In dieser Kantate zeigt sich auch gleich eine Schwierigkeit, die dieses Projekt hinsichtlich der Textauswahl mit sich brachte:
Es musste jeweils ein zum Thema des zugedachten Sonn- oder Feiertags passender Choral gefunden werden, der dann – meist unter Beibehaltung einiger Originalstrophen (z. B. für den obligatorischen Schlusschoral) – für passende Arien und Rezitative umgedichtet werden konnte.
Nun hat man für diese Kantate zwar den bekannten Luther-Choral „Christ unser Herr zum Jordan kam“ gewählt, in dem das zentrale Ereignis im Leben Johannes des Täufers, nämlich die Taufe Jesu im Jordan, thematisiert wird, dies ist streng genommen jedoch gar nicht das Thema des heutigen Feiertags, an dem eigentlich die Geburt des Täufers gefeiert wird.
Vermutlich stand kein passenderer Choral zu Verfügung (also einer, der ausschließlich das Leben Johannes des Täufers zum Inhalt hat) und so hat man sich wohl zu diesem Kompromiss entschließen müssen, um das Choralkantaten-Projekt konsequent durchziehen zu können und nicht auf einen frei gedichteten Text ausweichen zu müssen, der in keinem näheren Bezug zu einem Choral steht.
Die Choralmelodie in der einleitenden Choralbearbeitung wird vom Tenor vorgetragen, was ungewöhnlich ist, da diese Aufgabe meist dem Sopran zufällt.
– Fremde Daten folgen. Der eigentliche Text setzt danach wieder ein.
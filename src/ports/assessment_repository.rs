//! Assessment repository port.
//!
//! Persists `SiteAssessment` aggregates. The base CRUD operations come from
//! [`Repository`]; this port adds the lookups recalculation needs.

use async_trait::async_trait;

use crate::domain::assessment::SiteAssessment;
use crate::domain::foundation::{AssessmentId, DomainError, MetricSetId, Repository, UserId};

/// Repository port for SiteAssessment aggregate persistence.
#[async_trait]
pub trait AssessmentRepository: Repository<SiteAssessment, AssessmentId> {
    /// Find every assessment scored against a metric set.
    ///
    /// Used to cascade recalculation after targets change.
    async fn find_by_metric_set(
        &self,
        metric_set_id: MetricSetId,
    ) -> Result<Vec<SiteAssessment>, DomainError>;

    /// Find all assessments owned by a user, most recently updated first.
    async fn find_by_owner(&self, owner: &UserId) -> Result<Vec<SiteAssessment>, DomainError>;

    /// Update several assessments all-or-nothing. If any row fails, none of
    /// them are changed.
    async fn update_many(&self, assessments: &[SiteAssessment]) -> Result<(), DomainError>;
}
//! GetAssessmentHandler - Query handler for an assessment with its breakdown.

use serde::Serialize;
use std::sync::Arc;

use super::load_owned;
use crate::domain::assessment::{
    AssessmentError, AssessmentRecalculator, MetricBreakdown, SiteAssessment,
};
use crate::domain::foundation::{AssessmentId, UserId};
use crate::ports::{AssessmentRepository, MetricSetRepository};

/// Query to get an assessment by ID.
#[derive(Debug, Clone)]
pub struct GetAssessmentQuery {
    pub assessment_id: AssessmentId,
    pub user_id: UserId,
}

/// Read model: the assessment plus one breakdown row per metric in its set.
#[derive(Debug, Clone, Serialize)]
pub struct AssessmentView {
    pub assessment: SiteAssessment,
    pub metric_set_name: String,
    pub breakdown: Vec<MetricBreakdown>,
}

/// Handler for retrieving assessments.
pub struct GetAssessmentHandler {
    assessments: Arc<dyn AssessmentRepository>,
    metric_sets: Arc<dyn MetricSetRepository>,
}

impl GetAssessmentHandler {
    pub fn new(
        assessments: Arc<dyn AssessmentRepository>,
        metric_sets: Arc<dyn MetricSetRepository>,
    ) -> Self {
        Self {
            assessments,
            metric_sets,
        }
    }

    pub async fn handle(
        &self,
        query: GetAssessmentQuery,
    ) -> Result<AssessmentView, AssessmentError> {
        let (assessment, metric_set) = load_owned(
            self.assessments.as_ref(),
            self.metric_sets.as_ref(),
            query.assessment_id,
            &query.user_id,
        )
        .await?;

        let breakdown = AssessmentRecalculator::breakdown(&assessment, &metric_set);

        Ok(AssessmentView {
            assessment,
            metric_set_name: metric_set.name().to_string(),
            breakdown,
        })
    }
}

#[cfg(test)]
mod tests {
    use super::super::test_support::{key, Stores};
    use super::super::{RecordMetricValueCommand, RecordMetricValueHandler};
    use super::*;
    use crate::domain::foundation::CommandMetadata;
    use crate::domain::scoring::SignalScore;

    #[tokio::test]
    async fn view_includes_every_metric_in_set_order() {
        let stores = Stores::new();
        let (_, assessment) = stores.seed().await;

        RecordMetricValueHandler::new(
            stores.assessments.clone(),
            stores.sets.clone(),
            stores.bus.clone(),
        )
        .handle(
            RecordMetricValueCommand {
                assessment_id: assessment.id(),
                key: key("competitors"),
                entered_value: Some(1.0),
                notes: Some("one big-box store".to_string()),
            },
            CommandMetadata::test_fixture(),
        )
        .await
        .unwrap();

        let view = GetAssessmentHandler::new(stores.assessments.clone(), stores.sets.clone())
            .handle(GetAssessmentQuery {
                assessment_id: assessment.id(),
                user_id: CommandMetadata::test_fixture().user_id,
            })
            .await
            .unwrap();

        assert_eq!(view.metric_set_name, "Neighborhood grocer");
        let keys: Vec<_> = view.breakdown.iter().map(|b| b.key.as_str()).collect();
        assert_eq!(keys, vec!["households", "competitors"]);
        assert_eq!(view.breakdown[0].signal_score, None);
        assert_eq!(view.breakdown[1].signal_score, SignalScore::clamped(100.0));
    }

    #[tokio::test]
    async fn other_user_cannot_read() {
        let stores = Stores::new();
        let (_, assessment) = stores.seed().await;

        let result = GetAssessmentHandler::new(stores.assessments.clone(), stores.sets.clone())
            .handle(GetAssessmentQuery {
                assessment_id: assessment.id(),
                user_id: UserId::new("eve").unwrap(),
            })
            .await;

        assert_eq!(result.unwrap_err(), AssessmentError::Forbidden);
    }
}
//! EventPublisher port - Interface for publishing domain events.
//!
//! Handlers publish envelopes without knowing the transport behind them.

use async_trait::async_trait;

use crate::domain::foundation::{DomainError, EventEnvelope};

/// Port for publishing domain events.
///
/// Implementations deliver at-least-once and propagate failures to the caller.
///
/// ```ignore
/// let envelope = AssessmentScoresRecalculated::from_outcome(&assessment, &outcome).to_envelope()?;
/// publisher.publish(envelope).await?;
/// ```
#[async_trait]
pub trait EventPublisher: Send + Sync {
    /// Publish a single event.
    async fn publish(&self, event: EventEnvelope) -> Result<(), DomainError>;

    /// Publish several events in order.
    async fn publish_all(&self, events: Vec<EventEnvelope>) -> Result<(), DomainError>;
}

#[cfg(test)]
mod tests {
    use super::*;

    #[test]
    fn event_publisher_is_object_safe() {
        fn _accepts_dyn(_publisher: &dyn EventPublisher) {}
    }
}
//! Top-level axum router.
//!
//! Builds every application handler from the ports in [`AppState`], nests the
//! per-module routers under `/api`, and applies tracing, CORS, and timeout
//! layers.

use std::sync::Arc;

use axum::{
    http::{header, HeaderName, HeaderValue, Method},
    routing::get,
    Json, Router,
};
use serde_json::json;
use tower_http::{
    cors::{AllowOrigin, Any, CorsLayer},
    timeout::TimeoutLayer,
    trace::TraceLayer,
};

use crate::application::handlers::{
    AddMetricHandler, ClearMetricValueHandler, CreateAssessmentHandler, CreateMetricSetHandler,
    GetAssessmentHandler, GetMetricSetHandler, GetTerritoryAnalysisHandler, ListAssessmentsHandler,
    ListMetricSetsHandler, ListTerritoryAnalysesHandler, RateSiteVisitHandler,
    RecalculateAssessmentHandler, RecordMetricValueHandler, RemoveMetricHandler,
    ScoreTerritoryHandler, UpdateMetricTargetsHandler,
};
use crate::config::ServerConfig;
use crate::ports::{
    AssessmentRepository, EventPublisher, MetricSetRepository, TerritoryAnalysisRepository,
    TerritoryScoringProvider,
};

use super::assessment::{assessment_routes, AssessmentHandlers};
use super::metric_set::{metric_set_routes, MetricSetHandlers};
use super::middleware::{REQUEST_ID_HEADER, USER_ID_HEADER};
use super::scores::score_routes;
use super::territory::{territory_routes, TerritoryHandlers};

/// Ports the HTTP layer is wired against.
#[derive(Clone)]
pub struct AppState {
    pub metric_sets: Arc<dyn MetricSetRepository>,
    pub assessments: Arc<dyn AssessmentRepository>,
    pub territory_analyses: Arc<dyn TerritoryAnalysisRepository>,
    pub scoring_provider: Arc<dyn TerritoryScoringProvider>,
    pub publisher: Arc<dyn EventPublisher>,
}

impl AppState {
    fn metric_set_handlers(&self) -> MetricSetHandlers {
        MetricSetHandlers::new(
            Arc::new(CreateMetricSetHandler::new(self.metric_sets.clone())),
            Arc::new(GetMetricSetHandler::new(self.metric_sets.clone())),
            Arc::new(ListMetricSetsHandler::new(self.metric_sets.clone())),
            Arc::new(UpdateMetricTargetsHandler::new(
                self.metric_sets.clone(),
                self.assessments.clone(),
                self.publisher.clone(),
            )),
            Arc::new(AddMetricHandler::new(
                self.metric_sets.clone(),
                self.assessments.clone(),
                self.publisher.clone(),
            )),
            Arc::new(RemoveMetricHandler::new(
                self.metric_sets.clone(),
                self.assessments.clone(),
                self.publisher.clone(),
            )),
        )
    }

    fn assessment_handlers(&self) -> AssessmentHandlers {
        AssessmentHandlers::new(
            Arc::new(CreateAssessmentHandler::new(
                self.assessments.clone(),
                self.metric_sets.clone(),
            )),
            Arc::new(GetAssessmentHandler::new(
                self.assessments.clone(),
                self.metric_sets.clone(),
            )),
            Arc::new(ListAssessmentsHandler::new(
                self.assessments.clone(),
                self.metric_sets.clone(),
            )),
            Arc::new(RecordMetricValueHandler::new(
                self.assessments.clone(),
                self.metric_sets.clone(),
                self.publisher.clone(),
            )),
            Arc::new(ClearMetricValueHandler::new(
                self.assessments.clone(),
                self.metric_sets.clone(),
                self.publisher.clone(),
            )),
            Arc::new(RateSiteVisitHandler::new(
                self.assessments.clone(),
                self.metric_sets.clone(),
                self.publisher.clone(),
            )),
            Arc::new(RecalculateAssessmentHandler::new(
                self.assessments.clone(),
                self.metric_sets.clone(),
                self.publisher.clone(),
            )),
        )
    }

    fn territory_handlers(&self) -> TerritoryHandlers {
        TerritoryHandlers::new(
            Arc::new(ScoreTerritoryHandler::new(
                self.scoring_provider.clone(),
                self.territory_analyses.clone(),
            )),
            Arc::new(GetTerritoryAnalysisHandler::new(
                self.territory_analyses.clone(),
            )),
            Arc::new(ListTerritoryAnalysesHandler::new(
                self.territory_analyses.clone(),
            )),
        )
    }
}

/// API routes without the outer middleware layers.
pub fn api_routes(state: &AppState) -> Router {
    Router::new()
        .nest("/api/scores", score_routes())
        .nest("/api/metric-sets", metric_set_routes(state.metric_set_handlers()))
        .nest("/api/assessments", assessment_routes(state.assessment_handlers()))
        .nest("/api/territories", territory_routes(state.territory_handlers()))
        .route("/health", get(health))
}

/// The full application router.
pub fn build_router(state: AppState, server: &ServerConfig) -> Router {
    api_routes(&state)
        .layer(TimeoutLayer::new(server.request_timeout()))
        .layer(cors_layer(server))
        .layer(TraceLayer::new_for_http())
}

/// GET /health - Liveness check
async fn health() -> Json<serde_json::Value> {
    Json(json!({
        "status": "ok",
        "version": env!("CARGO_PKG_VERSION"),
    }))
}

/// CORS policy: the configured origins, or any origin outside production
/// when none are configured.
fn cors_layer(server: &ServerConfig) -> CorsLayer {
    let base = CorsLayer::new()
        .allow_methods([Method::GET, Method::POST, Method::PUT, Method::PATCH, Method::DELETE])
        .allow_headers([
            header::CONTENT_TYPE,
            HeaderName::from_static(USER_ID_HEADER),
            HeaderName::from_static(REQUEST_ID_HEADER),
        ]);

    let origins: Vec<HeaderValue> = server
        .cors_origins_list()
        .iter()
        .filter_map(|origin| match HeaderValue::from_str(origin) {
            Ok(value) => Some(value),
            Err(_) => {
                tracing::warn!(%origin, "ignoring invalid CORS origin");
                None
            }
        })
        .collect();

    if !origins.is_empty() {
        base.allow_origin(AllowOrigin::list(origins))
    } else if server.is_production() {
        base
    } else {
        base.allow_origin(Any)
    }
}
Betrachtet man jedoch die einleitenden Choralbearbeitungen der ersten vier Kantaten dieses besonderen Jahrgangs, so ist die Wahl des Tenors in dieser Kantate nur konsequent, da alle anderen Chorstimmen in den anderen drei Kantaten (BWV 20, BWV 2 und BWV 135) auch jeweils einmal mit der Übernahme des Cantus firmus bedacht werden.
Fast ohne Unterbrechung hört man in diesem Satz übrigens in den Continuo- und den Streicherstimmen den Jordan dahinströmen: Bach hat ein charakteristisches, wellenartig bewegtes Motiv hierfür vorgesehen.
Sehr schön ist auch die Arie Nr. 4, in der gleich 2 Solo-Violinen mit der Tenorstimme konzertieren.
Im Rezitativ Nr. 5 wird wieder einmal der Bass als traditionelle “Vox Christi“ eingesetzt, in dem er den sogenannten Tauf- und Missionsbefehl verkündet. Um die Bedeutung dieser Stelle zu unterstreichen, hat Bach sie nicht als bloßes Rezitativ, sondern aus deutlich ausdrucksvolleres Arioso komponiert.